Unincorporated community in Virginia, United States

Oak Hill is a suburban unincorporated community located in Fairfax County, Virginia, United States.

==Geography==
Oak Hill is located in Fairfax County, just east of Washington Dulles International Airport and south of the Dulles Toll and Access Roads. The town of Herndon lies immediately to the north, while the unincorporated community of Chantilly is adjacent to Oak Hill in the south. Franklin Farm, Floris and McNair are census-designated places located within the larger Oak Hill community.

As an unincorporated area, Oak Hill's boundaries are not officially defined by either a municipal government, the government of Fairfax County, or the U.S. Census Bureau.
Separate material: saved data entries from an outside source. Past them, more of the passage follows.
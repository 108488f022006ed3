use proptest::prelude::*;

use crate::{EPSILON, InternalPoint, InternalRect, Point, Rect, Screen};

fn screen_strategy() -> impl Strategy<Value = Screen> {
    (
        -4000.0f64..4000.0,
        -3000.0f64..3000.0,
        320.0f64..5120.0,
        240.0f64..2880.0,
        600.0f64..2880.0,
    )
        .prop_map(|(x, y, w, h, primary_height)| {
            let frame = Rect::new(x, y, w, h);
            Screen::new(frame, frame, primary_height)
        })
}

fn rect_strategy() -> impl Strategy<Value = Rect> {
    (
        -5000.0f64..5000.0,
        -5000.0f64..5000.0,
        0.0f64..3000.0,
        0.0f64..3000.0,
    )
        .prop_map(|(x, y, w, h)| Rect::new(x, y, w, h))
}

proptest! {
    #[test]
    fn bottom_left_rect_round_trips(screen in screen_strategy(), r in rect_strategy()) {
        let back = InternalRect::from_bottom_left(r, &screen).to_bottom_left(&screen);
        prop_assert!(back.approx_eq(&r, EPSILON));
    }

    #[test]
    fn global_rect_round_trips(screen in screen_strategy(), r in rect_strategy()) {
        let back = InternalRect::from_global_top_left(r, &screen).to_global_top_left(&screen);
        prop_assert!(back.approx_eq(&r, EPSILON));
    }

    #[test]
    fn point_round_trips(
        screen in screen_strategy(),
        x in -5000.0f64..5000.0,
        y in -5000.0f64..5000.0,
    ) {
        let p = Point::new(x, y);
        let bl = InternalPoint::from_bottom_left(p, &screen).to_bottom_left(&screen);
        prop_assert!(bl.distance(&p) <= EPSILON);
        let g = InternalPoint::from_global_top_left(p, &screen).to_global_top_left(&screen);
        prop_assert!(g.distance(&p) <= EPSILON);
    }

    #[test]
    fn conversions_preserve_extent(screen in screen_strategy(), r in rect_strategy()) {
        let i = InternalRect::from_bottom_left(r, &screen);
        prop_assert_eq!(i.w, r.w);
        prop_assert_eq!(i.h, r.h);
    }

    #[test]
    fn intersection_is_contained_in_both(a in rect_strategy(), b in rect_strategy()) {
        if let Some(i) = a.intersection(&b) {
            prop_assert!(i.area() > 0.0);
            prop_assert!(i.area() <= a.area() + EPSILON);
            prop_assert!(i.area() <= b.area() + EPSILON);
            prop_assert!(a.contains(i.center()));
            prop_assert!(b.contains(i.center()));
        }
    }
}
The United States Postal Service defines Oak Hill's boundaries by way of its ZIP code, 20171.

==Public facilities==

Schools serving the Oak Hill area (but not necessarily in Oak Hill), include Oak Hill Elementary, Fox Mill Elementary, Floris Elementary, McNair Elementary, Lutie Lewis Coates Elementary, Navy Elementary, Crossfield Elementary, Franklin Middle School, Rachel Carson Middle School, Chantilly High School, South Lakes High School, Westfield High School, and Oakton High School.

The Oak Hill community is served by the Oak Hill post office. Mail may be addressed to Herndon or Oak Hill using zip code 20171.

Amenities include Frying Pan Farm Park, a working museum farm operated by Fairfax County Park Authority.

==Notable residents==

A. Scott Crossfield was the first pilot to fly at twice the speed of sound, and lived in what is now Oak Hill (then Herndon). The local elementary school, Crossfield Elementary (Home of the Rockets!), and adjacent park were named after Crossfield in honor of his active mind, commitment to education, and contributions to aeronautical science.

Charles Burlingame, pilot of the doomed American Airlines Flight 77 aircraft which was crashed by terrorists into the Pentagon during the September 11, 2001 attacks, resided in Oak Hill before his death.

==See also==
- Oak Hill (Annandale, Virginia)
- Oak Hill (James Monroe house)
- Oak Hill (disambiguation)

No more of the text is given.